WASHINGTON (Reuters) – The U.S. Supreme Court on Monday turned away Pfizer Inc’s bid to revive its plan to cover out-of-pocket expenses of Medicare patients for drugs costing $225,000 a year to treat a rare heart condition after federal officials found that the drugmaker’s arrangement could amount to illegal kickbacks.
The justices took up Pfizer’s appeal of a lower court’s ruling that agreed with the government’s view that the company’s proposal to directly cover cost-sharing co-payments required of patients to use its Vyndaqel and Vyndamax drugs could violate a federal law called the Anti-Kickback Statute.
The law targets fraud and abuse, such as bribery, in federal healthcare programs including Medicare, which provides coverage for the elderly and disabled. Pfizer contends the government’s interpretation of the law was blocking access to critical medical care.

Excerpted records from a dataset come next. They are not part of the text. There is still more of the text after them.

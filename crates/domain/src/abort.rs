use parking_lot::RwLock;
use std::collections::HashMap;
use std::sync::atomic::{AtomicBool, Ordering};
use std::sync::Arc;

/// Per-session cooperative-cancellation flag (§3 Abort Flag, §5).
///
/// One `AbortToken` per session. Cloning is cheap (shared `Arc`); every
/// suspension point in the Turn Orchestrator and the remote-job poll loop
/// reads `is_aborted()` without taking a lock.
#[derive(Debug, Clone)]
pub struct AbortToken {
    flag: Arc<AtomicBool>,
}

impl AbortToken {
    fn new() -> Self {
        Self {
            flag: Arc::new(AtomicBool::new(false)),
        }
    }

    pub fn is_aborted(&self) -> bool {
        self.flag.load(Ordering::SeqCst)
    }

    pub fn abort(&self) {
        self.flag.store(true, Ordering::SeqCst);
    }

    fn clear(&self) {
        self.flag.store(false, Ordering::SeqCst);
    }
}

/// Process-wide map of session id -> abort token. A new turn on a session
/// clears any flag left over from a prior turn (spec.md §3: "cleared at
/// start of a new turn on that session").
#[derive(Debug, Default)]
pub struct AbortMap {
    tokens: RwLock<HashMap<String, AbortToken>>,
}

impl AbortMap {
    pub fn new() -> Self {
        Self {
            tokens: RwLock::new(HashMap::new()),
        }
    }

    /// Start a new turn on `session_id`: returns a fresh, cleared token.
    pub fn begin_turn(&self, session_id: &str) -> AbortToken {
        let mut tokens = self.tokens.write();
        let token = tokens
            .entry(session_id.to_string())
            .or_insert_with(AbortToken::new)
            .clone();
        token.clear();
        token
    }

    /// Set the abort flag for a session. Idempotent; a no-op if the session
    /// has no in-flight turn (the flag is still recorded so a turn that
    /// starts immediately after observes it was requested).
    pub fn abort(&self, session_id: &str) {
        let mut tokens = self.tokens.write();
        tokens
            .entry(session_id.to_string())
            .or_insert_with(AbortToken::new)
            .abort();
    }

    pub fn is_aborted(&self, session_id: &str) -> bool {
        self.tokens
            .read()
            .get(session_id)
            .map(|t| t.is_aborted())
            .unwrap_or(false)
    }

    pub fn remove(&self, session_id: &str) {
        self.tokens.write().remove(session_id);
    }
}

#[cfg(test)]
mod tests {
    use super::*;

    #[test]
    fn new_turn_clears_prior_abort() {
        let map = AbortMap::new();
        map.abort("s1");
        assert!(map.is_aborted("s1"));
        let token = map.begin_turn("s1");
        assert!(!token.is_aborted());
        assert!(!map.is_aborted("s1"));
    }

    #[test]
    fn abort_is_visible_without_locking_reads() {
        let map = AbortMap::new();
        let token = map.begin_turn("s1");
        assert!(!token.is_aborted());
        map.abort("s1");
        assert!(token.is_aborted());
    }

    #[test]
    fn abort_before_turn_start_is_recorded() {
        let map = AbortMap::new();
        map.abort("s2");
        assert!(map.is_aborted("s2"));
    }

    #[test]
    fn remove_forgets_the_session() {
        let map = AbortMap::new();
        map.begin_turn("s1");
        map.remove("s1");
        assert!(!map.is_aborted("s1"));
    }
}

New York-based Pfizer’s medication, also known as tafamidis, treats a rare heart condition known as transthyretin amyloid cardiomyopathy that can lead to progressive heart failure. An estimated 100,000 to 150,000 Americans, mostly elderly, have the condition.
Sales of the treatment totaled $2.02 billion in 2021. A February 2020 study found tafamidis to be the most expensive cardiovascular drug launched in the United States.
Given the drug’s high price, patients would need to bear yearly co-payments of roughly $13,000, with Medicare covering the rest. Pfizer’s proposal sought to assist “middle-income” patients who do not qualify for low-income co-pay support but might still be deterred by its cost.
The U.S. Department of Health and Human Services’ Office of Inspector General in 2020 concluded that the proposal could violate the kickback law by inducing patients to buy Pfizer’s drug while leaving taxpayers to bear the costs.
Pfizer sued the department to challenge its determination. The Manhattan-based 2nd U.S. Court of Appeals last July ruled in favor of the government, rejecting Pfizer’s argument that a subsidy program would violate the anti-kickback law only if it were administered with corrupt intent.
Pfizer had told the Supreme Court that the government has impermissibly transformed an anti-corruption statute into a cost-saving tool, and that Congress did not intend “to criminalize a sick patient’s acceptance of co-pay assistance to afford critical medical care.”